Le Mexique est le premier pays consommateur de Coca-Cola dans le monde et représente à lui seul plus de 40% des ventes de la marque en Amérique du Sud. Diabète, obésité, hypertension mais aussi assèchement de certaines régions, les conséquences négatives pour le pays sont nombreuses. Julie Delettre, réalisatrice de : « Mexique, sous l’emprise du coca » témoigne de cette implantation, aux airs de « colonisation ».
Par Beatrix Moreau
Temps de lecture :
6 min
Publié le
Mis à jour le
En 1994, la signature de l’ALENA, le traité de libre-échange entre le Canada, les États-Unis et le Mexique, offre une occasion à la multinationale Coca-Cola de s’implanter sur le continent Sud-Américain. Depuis, son importance ne cesse de croître sur le territoire mexicain, entraînant par là même de lourdes conséquences pour la population (https://reporterre.net/Au-Mexique-la-population-manque-d). La production de cette boisson sucrée pétillante, très gourmande en eau, contribue à assécher le pays tandis que sa sur consommation fait des ravages sur la santé des habitants qui peinent pourtant à se détacher de son emprise.
Au Mexique le coca est devenue une boisson sacrée
Julie Delettre
Votre documentaire s’ouvre sur un rite religieux incluant le Coca-Cola, la boisson est-elle devenue quasi sacrée pour cette population ?
Exactement. Le rituel en question est exécuté par des Mayas Tzotziles du village de San Juan Chamula. D’après le maître de cérémonie, ils considèrent effectivement la boisson comme sacrée, elle permettrait notamment d’exorciser les démons intérieurs, en rotant, tout simplement. Elle participe aux cérémonies de guérison, de baptême, de naissance, de mariage, au cours desquelles ils boivent également un alcool fort, qu’ils associent à présent avec le Coca. La couleur de la boisson, le fait qu’elle pétille, la sensation de coup de fouet après l’avoir bue les a amenés à considérer qu’elle les rendait plus fort. La famille que j’ai suivie, par exemple, considère que le Coca ne leur a apporté que du bien, qu’il est même capable de les guérir. Quand je leur ai fait remarquer que ce n’était pas forcément bon pour la santé, ils m’ont répondu : « Ca c’est des mensonges de journalistes ».
Au Mexique le long des routes les échoppes sont repeintes aux couleurs de Coca-Cola
Quelle est la stratégie menée par Coca pour s’imposer au Chiapas, l’un des états les pauvres situés dans le sud du Mexique ?
Le Coca-Cola est moins cher dans cette région, c’est une stratégie de la marque pour pouvoir s’implanter dans les villages assez reculés : vendre plus mais à moindre coût.
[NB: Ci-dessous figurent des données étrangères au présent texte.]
//! PostgreSQL-backed repository implementations.

pub mod content_items;
pub mod media_assets;
use std::{any::type_name_of_val, fmt, sync::Arc};

use chrono::Utc;
use tracing::{debug, info};
use vellum_model::{
    ContentItem, ContentItemDetails, ContentItemID, ContentItemPatch,
    ContentItemQuery, NewContentItem, OwnerID, OwnershipScope, Page,
    PublicationStatus, patch::assigned,
};

use crate::{
    database::ports::content_items::{
        ContentItemRepository, ContentItemTransaction,
    },
    error::{CatalogError, Result},
    query::{ContentItemListing, PageLimits, prepare},
    validation::{Validate, validate_body_for_kind},
};

/// Owns content item creation, metadata edits, the publication lifecycle and
/// soft deletion.
///
/// Media assets are only ever read, through the transaction's
/// [`AssetLookup`](crate::database::ports::AssetLookup) capability, so the
/// readiness check and the write it guards share one transaction.
pub struct ContentManager<R>
where
    R: ContentItemRepository + ?Sized,
{
    repository: Arc<R>,
    limits: PageLimits,
}

impl<R> Clone for ContentManager<R>
where
    R: ContentItemRepository + ?Sized,
{
    fn clone(&self) -> Self {
        Self {
            repository: Arc::clone(&self.repository),
            limits: self.limits,
        }
    }
}

impl<R> fmt::Debug for ContentManager<R>
where
    R: ContentItemRepository + ?Sized,
{
    fn fmt(&self, f: &mut fmt::Formatter<'_>) -> fmt::Result {
        f.debug_struct("ContentManager")
            .field("repository", &type_name_of_val(self.repository.as_ref()))
            .field("limits", &self.limits)
            .finish()
    }
}

impl<R> ContentManager<R>
where
    R: ContentItemRepository + ?Sized,
{
    pub fn new(repository: Arc<R>) -> Self {
        Self {
            repository,
            limits: PageLimits::default(),
        }
    }

    pub fn with_page_limits(mut self, limits: PageLimits) -> Self {
        self.limits = limits;
        self
    }

    pub fn page_limits(&self) -> PageLimits {
        self.limits
    }

    /// Creates a draft item in `scope`.
    ///
    /// The slug probe only produces an early, clear error; the store's unique
    /// index decides races and surfaces the loser as `SlugConflict` too.
    pub async fn create(
        &self,
        input: NewContentItem,
        scope: &OwnershipScope,
    ) -> Result<ContentItem> {
        input.validate()?;

        let mut tx = self.repository.begin().await?;

        if let Some(asset_id) = input.media_asset_id {
            let asset = tx
                .lookup_asset(asset_id, scope.owner_id)
                .await?
                .ok_or_else(|| CatalogError::media_asset_not_found(asset_id))?;

            if input.kind.required_media_kind() != Some(asset.kind) {
                return Err(CatalogError::ContentKindMismatch {
                    content_kind: input.kind,
                    media_kind: asset.kind,
                });
            }
        }

        if tx.slug_in_use(scope, &input.slug, None).await? {
            debug!(slug = %input.slug, owner_id = %scope.owner_id, "Slug already taken");
            return Err(CatalogError::SlugConflict { slug: input.slug });
        }

        let now = Utc::now();
        let item = ContentItem {
            id: ContentItemID::new(),
            owner_id: scope.owner_id,
            organization_id: scope.organization_id,
            media_asset_id: input.media_asset_id,
            title: input.title,
            slug: input.slug,
            kind: input.kind,
            visibility: input.visibility,
            price_cents: input.price_cents,
            category: input.category,
            tags: input.tags,
            body: input.body,
            publication_status: PublicationStatus::Draft,
            published_at: None,
            view_count: 0,
            purchase_count: 0,
            created_at: now,
            updated_at: now,
            deleted_at: None,
        };

        let stored = tx.insert_item(&item).await?;
        tx.commit().await?;

        info!(
            content_item_id = %stored.id,
            owner_id = %stored.owner_id,
            kind = %stored.kind,
            slug = %stored.slug,
            "Created content item"
        );
        Ok(stored)
    }

    /// Scoped read with the linked media asset resolved. A soft-deleted asset
    /// resolves to `None`.
    pub async fn get(
        &self,
        id: ContentItemID,
        owner_id: OwnerID,
    ) -> Result<ContentItemDetails> {
        let mut tx = self.repository.begin().await?;
        let item = tx
            .find_item(id, owner_id)
            .await?
            .ok_or_else(|| CatalogError::content_item_not_found(id))?;

        let media_asset = match item.media_asset_id {
            Some(asset_id) => tx.lookup_asset(asset_id, owner_id).await?,
            None => None,
        };
        tx.commit().await?;

        Ok(ContentItemDetails { item, media_asset })
    }

    /// Metadata edit. The media link is immutable; a slug change is checked
    /// against the item's scope, ignoring the item itself.
    pub async fn update(
        &self,
        id: ContentItemID,
        patch: ContentItemPatch,
        owner_id: OwnerID,
    ) -> Result<ContentItem> {
        patch.validate()?;

        let mut tx = self.repository.begin().await?;
        let mut item = lock(tx.as_mut(), id, owner_id).await?;

        if patch.is_empty() {
            return Ok(item);
        }
        validate_body_for_kind(item.kind, assigned(&patch.body).map(String::as_str))?;

        if let Some(slug) = patch.slug.as_deref()
            && slug != item.slug
            && tx.slug_in_use(&scope_of(&item), slug, Some(item.id)).await?
        {
            debug!(slug = %slug, content_item_id = %id, "Slug already taken");
            return Err(CatalogError::SlugConflict {
                slug: slug.to_string(),
            });
        }

        if let Some(title) = patch.title {
            item.title = title;
        }
        if let Some(slug) = patch.slug {
            item.slug = slug;
        }
        if let Some(visibility) = patch.visibility {
            item.visibility = visibility;
        }
        if let Some(price_cents) = patch.price_cents {
            item.price_cents = price_cents;
        }
        if let Some(category) = patch.category {
            item.category = category;
        }
        if let Some(tags) = patch.tags {
            item.tags = tags;
        }
        if let Some(body) = patch.body {
            item.body = body;
        }
        item.updated_at = Utc::now();

        let stored = tx.update_item(&item).await?;
        tx.commit().await?;

        debug!(content_item_id = %id, "Updated content item");
        Ok(stored)
    }

    /// Publishes the item. Already-published items come back unchanged;
    /// `published_at` is only stamped on the first publish.
    ///
    /// Media-backed items re-read their asset inside this transaction, so a
    /// readiness result can never be stale.
    pub async fn publish(
        &self,
        id: ContentItemID,
        owner_id: OwnerID,
    ) -> Result<ContentItem> {
        let mut tx = self.repository.begin().await?;
        let mut item = lock(tx.as_mut(), id, owner_id).await?;

        if item.publication_status == PublicationStatus::Published {
            return Ok(item);
        }

        if item.kind.requires_media() {
            let Some(asset_id) = item.media_asset_id else {
                return Err(CatalogError::Unpublishable {
                    content_item_id: id.to_uuid(),
                    reason: format!("{} content has no media asset", item.kind),
                });
            };

            let asset = tx.lookup_asset(asset_id, owner_id).await?;
            match asset {
                Some(asset) if asset.is_ready() => {}
                other => {
                    let status = other.map(|asset| asset.status);
                    debug!(
                        content_item_id = %id,
                        media_asset_id = %asset_id,
                        status = ?status,
                        "Publish refused, media not ready"
                    );
                    return Err(CatalogError::MediaNotReady {
                        media_asset_id: asset_id.to_uuid(),
                        status,
                    });
                }
            }
        }

        let now = Utc::now();
        let from = item.publication_status;
        item.publication_status = PublicationStatus::Published;
        if item.published_at.is_none() {
            item.published_at = Some(now);
        }
        item.updated_at = now;

        let stored = tx.update_item(&item).await?;
        tx.commit().await?;

        info!(
            content_item_id = %id,
            from = %from,
            to = %PublicationStatus::Published,
            "Published content item"
        );
        Ok(stored)
    }

    /// Returns the item to `draft`. `published_at` is kept.
    pub async fn unpublish(
        &self,
        id: ContentItemID,
        owner_id: OwnerID,
    ) -> Result<ContentItem> {
        self.set_publication_status(id, PublicationStatus::Draft, owner_id)
            .await
    }

    /// Moves the item to `archived`. Repeating the call is a no-op.
    pub async fn archive(
        &self,
        id: ContentItemID,
        owner_id: OwnerID,
    ) -> Result<ContentItem> {
        self.set_publication_status(id, PublicationStatus::Archived, owner_id)
            .await
    }

    /// Sets `deleted_at`. The linked media asset is not touched and the slug
    /// becomes free for reuse in the same scope.
    pub async fn soft_delete(
        &self,
        id: ContentItemID,
        owner_id: OwnerID,
    ) -> Result<()> {
        let mut tx = self.repository.begin().await?;
        let mut item = lock(tx.as_mut(), id, owner_id).await?;

        let now = Utc::now();
        item.deleted_at = Some(now);
        item.updated_at = now;

        tx.update_item(&item).await?;
        tx.commit().await?;

        info!(content_item_id = %id, owner_id = %owner_id, "Soft-deleted content item");
        Ok(())
    }

    pub async fn list(
        &self,
        scope: &OwnershipScope,
        query: &ContentItemQuery,
    ) -> Result<Page<ContentItem>> {
        let page = prepare::<ContentItemListing>(query, &self.limits)?;
        let mut query = query.clone();
        query.page = page;
        self.repository.list_items(scope, &query).await
    }

    async fn set_publication_status(
        &self,
        id: ContentItemID,
        next: PublicationStatus,
        owner_id: OwnerID,
    ) -> Result<ContentItem> {
        let mut tx = self.repository.begin().await?;
        let mut item = lock(tx.as_mut(), id, owner_id).await?;

        if item.publication_status == next {
            return Ok(item);
        }

        let from = item.publication_status;
        item.publication_status = next;
        item.updated_at = Utc::now();

        let stored = tx.update_item(&item).await?;
        tx.commit().await?;

        info!(
            content_item_id = %id,
            from = %from,
            to = %next,
            "Content item publication status changed"
        );
        Ok(stored)
    }
}

fn scope_of(item: &ContentItem) -> OwnershipScope {
    OwnershipScope {
        owner_id: item.owner_id,
        organization_id: item.organization_id,
    }
}

async fn lock(
    tx: &mut dyn ContentItemTransaction,
    id: ContentItemID,
    owner_id: OwnerID,
) -> Result<ContentItem> {
    tx.lock_item(id, owner_id)
        .await?
        .ok_or_else(|| CatalogError::content_item_not_found(id))
}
Ils veulent être sûrs de pouvoir atteindre les familles les plus pauvres qui vont dépenser leurs moindres pesos là-dedans. La firme a colonisé la région en y installant un de leurs plus grandes usines de la région, à San Cristobal et en créant des zones de distribution d’où partent des camions livrant les terres les plus reculées. Aussi, elle a proposé aux petites échoppes qui longent toutes les routes de la région de leur faire « une jolie déco », en les repeignant en blanc et rouge afin qu’elles soient plus visibles. Elle leur a aussi donné des tables et des chaises en plastique Coca pour que les gens « puissent s’asseoir et consommer plus ». Grâce à cette stratégie marketing, la région entière est repeinte en rouge et blanc. Il est difficile d’échapper visuellement à Coca, et donc difficile de ne pas en boire. Quand on parle de « colonisation », ce n’est vraiment pas un terme si fort que ça.
Au Mexique 70% de la population est en surpoids, l’une des nutritionnistes interviewées estime que la prochaine génération pourrait mourir avant 30 ans à cause de la consommation de Coca-Cola, le constat est-il si grave que ça ?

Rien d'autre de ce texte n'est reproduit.